Frutos da Cerejeira

Quem passou pela vida em branca nuvem

E em plácido repouso adormeceu (…)

Só passou pela vida e não viveu.

(Francisco Otaviano)

          

Cerejeiras

Nasci em 1940. No auge da Segunda Guerra Mundial. De tanto ouvir falar de violências, de terrores, tenho, até hoje, a impressão de sentir cheiro de pólvora, de ouvir estrondos, de ver fumaça no ar. Mais do que impressão, porém, ainda vivo aquela certeza infantil de medo do fim do mundo. Pois, era medo de tudo – da vida, da guerra, do final da história humana – o que martirizava os adultos. Todos os dias. E, também, as noites, quando tentavam ouvir notícias, sintonizando imensos aparelhos de rádio movidos a válvulas.

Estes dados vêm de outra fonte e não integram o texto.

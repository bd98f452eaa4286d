//! Low-level select-line handling: who owns the lines and what gets written to them.

use crate::MAX_SELECT_LINES;
use core::fmt::Debug;
use embedded_hal::digital::{Error as HalError, ErrorKind, OutputPin, PinState};
use heapless::Vec;

/// Errors from selecting a channel.
#[derive(Debug, PartialEq, Eq)]
#[cfg_attr(feature = "defmt", derive(defmt::Format))]
pub enum MuxError<E> {
    /// The channel index does not fit in the available select lines.
    ChannelOutOfRange { channel: u8, channels: u16 },
    /// Underlying error from a select line.
    Pin(E),
}

impl<E: HalError> HalError for MuxError<E> {
    fn kind(&self) -> ErrorKind {
        match self {
            MuxError::Pin(e) => e.kind(),
            MuxError::ChannelOutOfRange { .. } => ErrorKind::Other,
        }
    }
}

/// Errors from building a multiplexer that owns its select lines.
#[derive(Debug, PartialEq, Eq)]
#[cfg_attr(feature = "defmt", derive(defmt::Format))]
pub enum BuildError<E> {
    /// No select lines were given.
    NoSelectLines,
    /// More than [`MAX_SELECT_LINES`] select lines were given.
    TooManySelectLines,
    /// A select line could not be constructed from its pin identifier.
    Pin(E),
}

impl<E: Debug> HalError for BuildError<E> {
    fn kind(&self) -> ErrorKind {
        ErrorKind::Other
    }
}

/// The select lines of a multiplexer, either owned or borrowed from the caller.
///
/// Owned lines are dropped together with the multiplexer. Borrowed lines stay
/// with the caller, who must keep them alive for as long as the borrow.
#[derive(Debug)]
pub enum SelectLines<'a, S> {
    Owned(Vec<S, MAX_SELECT_LINES>),
    Borrowed(&'a mut [S]),
}

impl<'a, S> SelectLines<'a, S> {
    /// Build owned lines one identifier at a time.
    ///
    /// Nothing is kept on failure: lines built so far are dropped before the
    /// error is returned.
    pub fn try_collect<I, E>(
        ids: impl IntoIterator<Item = I>,
        mut build: impl FnMut(I) -> Result<S, E>,
    ) -> Result<Self, BuildError<E>> {
        let mut lines = Vec::new();
        for id in ids {
            if lines.is_full() {
                return Err(BuildError::TooManySelectLines);
            }
            let line = build(id).map_err(BuildError::Pin)?;
            // capacity checked above
            let _ = lines.push(line);
        }
        if lines.is_empty() {
            return Err(BuildError::NoSelectLines);
        }
        Ok(SelectLines::Owned(lines))
    }

    pub fn len(&self) -> usize {
        self.as_slice().len()
    }

    pub fn is_empty(&self) -> bool {
        self.len() == 0
    }

    pub fn is_owned(&self) -> bool {
        matches!(self, SelectLines::Owned(_))
    }

    pub fn as_slice(&self) -> &[S] {
        match self {
            SelectLines::Owned(lines) => lines.as_slice(),
            SelectLines::Borrowed(lines) => &lines[..],
        }
    }

    pub fn as_mut_slice(&mut self) -> &mut [S] {
        match self {
            SelectLines::Owned(lines) => lines.as_mut_slice(),
            SelectLines::Borrowed(lines) => &mut lines[..],
        }
    }
}

impl<S: OutputPin> SelectLines<'_, S> {
    /// Drive every line with its bit of `channel`, line 0 taking the LSB.
    ///
    /// Lines past the width of `channel` are driven low.
    pub fn write(&mut self, channel: u8) -> Result<(), S::Error> {
        for (s, line) in self.as_mut_slice().iter_mut().enumerate() {
            let bit = u32::try_from(s)
                .ok()
                .and_then(|s| channel.checked_shr(s))
                .unwrap_or(0)
                & 1;
            line.set_state(PinState::from(bit == 1))?;
        }
        Ok(())
    }
}
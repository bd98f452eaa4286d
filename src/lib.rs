//! Drive a 2^N channel analog/digital multiplexer (CD74HC4067, 74HC4051, ...)
//! from N digital select lines and one terminal pin.
//!
//! ```ignore
//! // 16-channel input mux: terminal on one pin, four select lines.
//! let mut input = MuxPin::owned(terminal, [s0, s1, s2, s3], delay)?
//!     .with_settle_delay_us(1);
//! let reading = input.select(12)?.is_high()?;
//! ```
//!
//! Channels are numbered `0..2^N`. Select line 0 carries the least
//! significant bit of the channel index.
#![cfg_attr(not(test), no_std)]

pub mod driver;
pub mod mutex;
pub mod mux;
pub mod shared;

#[cfg(test)]
pub(crate) mod fakes;

pub use driver::{BuildError, MuxError, SelectLines};
pub use mux::MuxPin;
pub use shared::{ChannelError, MuxChannel, SharedMux};

/// Upper bound on select lines, so `2^N` channels fit a `u8` index.
pub const MAX_SELECT_LINES: usize = 8;

/// A device that routes one of several channels to a single terminal.
pub trait Multiplexer {
    /// The pin capability the selected channel is routed to.
    type Terminal;

    type Error: core::fmt::Debug;

    /// Number of addressable channels.
    fn channels(&self) -> u16;

    /// Route `channel` to the terminal and return it once it is safe to use.
    fn select(&mut self, channel: u8) -> Result<&mut Self::Terminal, Self::Error>;

    /// The terminal, without touching the select lines.
    fn terminal(&self) -> &Self::Terminal;
}
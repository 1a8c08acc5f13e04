use std::cell::RefCell;
use std::rc::Weak;

use crate::anchor::{Anchor, AnchorKind};
use crate::host::ConstraintId;
use crate::relation::{DimensionRelation, Priority, Relation};
use crate::tree::TreeState;

/// Relation a connection was built from.
#[derive(Debug, Clone, Copy, PartialEq)]
pub enum ConnectionRelation {
    /// Offset against a same-kind anchor, or a constant dimension.
    Simple(Relation),
    /// Dimension against another dimension, with multiplier and constant.
    Dimension(DimensionRelation),
}

/// One accumulated constraint description and its host handle.
///
/// The kind and handle are fixed at creation; constant, priority, and the
/// active flag proxy directly onto the host constraint. Identity is the
/// host handle.
#[derive(Clone)]
pub struct Connection {
    state: Weak<RefCell<TreeState>>,
    kind: AnchorKind,
    relation: ConnectionRelation,
    target: Option<Anchor>,
    handle: ConstraintId,
}

impl Connection {
    pub(crate) fn new(
        state: Weak<RefCell<TreeState>>,
        kind: AnchorKind,
        relation: ConnectionRelation,
        target: Option<Anchor>,
        handle: ConstraintId,
    ) -> Self {
        Self {
            state,
            kind,
            relation,
            target,
            handle,
        }
    }

    pub fn kind(&self) -> AnchorKind {
        self.kind
    }

    /// Relation as recorded at creation time, including any negation the
    /// far-edge operations applied.
    pub fn relation(&self) -> ConnectionRelation {
        self.relation
    }

    /// Simple relation, if this is not a dimension-to-dimension connection.
    pub fn simple_relation(&self) -> Option<Relation> {
        match self.relation {
            ConnectionRelation::Simple(relation) => Some(relation),
            ConnectionRelation::Dimension(_) => None,
        }
    }

    /// Far endpoint of the constraint, if it has one.
    pub fn target(&self) -> Option<Anchor> {
        self.target
    }

    pub fn handle(&self) -> ConstraintId {
        self.handle
    }

    pub fn constant(&self) -> f32 {
        self.with_state(0.0, |state| state.host.constant(self.handle))
    }

    pub fn set_constant(&self, constant: f32) {
        self.with_state((), |state| state.host.set_constant(self.handle, constant));
    }

    pub fn priority(&self) -> Priority {
        self.with_state(Priority::REQUIRED, |state| state.host.priority(self.handle))
    }

    pub fn set_priority(&self, priority: Priority) {
        self.with_state((), |state| state.host.set_priority(self.handle, priority));
    }

    pub fn is_active(&self) -> bool {
        self.with_state(false, |state| state.host.is_active(self.handle))
    }

    pub fn set_active(&self, active: bool) {
        self.with_state((), |state| state.host.set_active(self.handle, active));
    }

    pub(crate) fn remove_from_host(&self) {
        self.with_state((), |state| state.host.remove(self.handle));
    }

    fn with_state<T>(&self, fallback: T, f: impl FnOnce(&mut TreeState) -> T) -> T {
        match self.state.upgrade() {
            Some(state) => f(&mut state.borrow_mut()),
            None => fallback,
        }
    }
}

impl PartialEq for Connection {
    fn eq(&self, other: &Self) -> bool {
        self.handle == other.handle
    }
}

impl Eq for Connection {}

impl std::fmt::Debug for Connection {
    fn fmt(&self, f: &mut std::fmt::Formatter<'_>) -> std::fmt::Result {
        f.debug_struct("Connection")
            .field("kind", &self.kind)
            .field("relation", &self.relation)
            .field("constant", &self.constant())
            .field("active", &self.is_active())
            .finish()
    }
}

#[cfg(test)]
mod tests {
    use crate::anchor::AnchorKind;
    use crate::relation::Priority;
    use crate::tree::BoxTree;

    #[test]
    fn mutators_proxy_to_the_host_constraint() {
        let tree = BoxTree::new();
        let parent = tree.create_box("parent");
        let child = tree.create_box("child");
        tree.insert(&child, &parent).unwrap();

        let layout = child.layout().top(8).activate();
        let connection = layout.first_of(AnchorKind::Top).unwrap();

        assert_eq!(connection.constant(), 8.0);
        connection.set_constant(24.0);
        assert_eq!(connection.constant(), 24.0);

        connection.set_priority(Priority::LOW);
        assert_eq!(connection.priority(), Priority::LOW);

        assert!(connection.is_active());
        connection.set_active(false);
        assert!(!connection.is_active());
    }

    #[test]
    fn identity_is_the_host_handle() {
        let tree = BoxTree::new();
        let parent = tree.create_box("parent");
        let child = tree.create_box("child");
        tree.insert(&child, &parent).unwrap();

        let layout = child.layout().top(0).top(0).activate();
        let tops = layout.find_all(AnchorKind::Top);
        assert_eq!(tops.len(), 2);
        assert_eq!(tops[0], tops[0].clone());
        assert_ne!(tops[0], tops[1]);
    }

    #[test]
    fn kind_is_fixed_at_creation() {
        let tree = BoxTree::new();
        let parent = tree.create_box("parent");
        let child = tree.create_box("child");
        tree.insert(&child, &parent).unwrap();

        let layout = child.layout().leading(4).activate();
        let connection = layout.first_of(AnchorKind::Leading).unwrap();
        connection.set_constant(0.0);
        assert_eq!(connection.kind(), AnchorKind::Leading);
    }
}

Meus pais tinham um pequeno restaurante, o Café Imperial, quase à frente da então chamada Praça da Matriz. Morávamos no andar superior. E, sem nada entender, eu me punha à janela – ou espiava pelo portão do nosso quintal – aguardando a anunciada bomba atômica que cairia sobre Nagazaki, logo após a devastação de Hiroshima. E, então, às vésperas do anunciado terror sobre Nagazaki – que ocorreu em 9 de agosto de 1945 – dei uma volta no quarteirão e não me conformei com o que vi: havia filas de casais, de rapazes, de moças, comprando ingressos para assistir a um filme no Cine Broadway. Foi quando o medo, o terror da criança de apenas cinco anos, transformaram-se em perplexidade, talvez em indignação: como assistir a um filme se o mundo ia acabar? Nagazaki, milhares e milhares de japoneses – crianças, mulheres, idosos – todos inocentes diante daquela malfadada guerra, desapareceram. Dizimados. Aquelas bombas foram anunciadas como vésperas de uma falsa paz, ou de uma paz surgida da tragédia, da miséria humana, do ventre dos infernos.

Recorri, recordo-me bem, aos adultos do quarteirão. Mas eles, também, estavam perplexos, assustados. Não sabiam o que dizer, como se um senso oculto de humanidade se lhes tivesse brotado dos corações endurecidos pela guerra. Algum tempo depois, meu pai – com seus belos olhos azuis, que se entrefechavam de tristeza – fez questão de mostrar-me, em jornais e revistas, o holocausto também em Hiroshima e Nagazaki. Tinha havido o massacre das populações japonesas. Foi, penso eu, como ele estivesse preparando-me para a vida, onde eu haveria de encontrar maravilhas e encantos, mas ao lado de horrores e de amarguras.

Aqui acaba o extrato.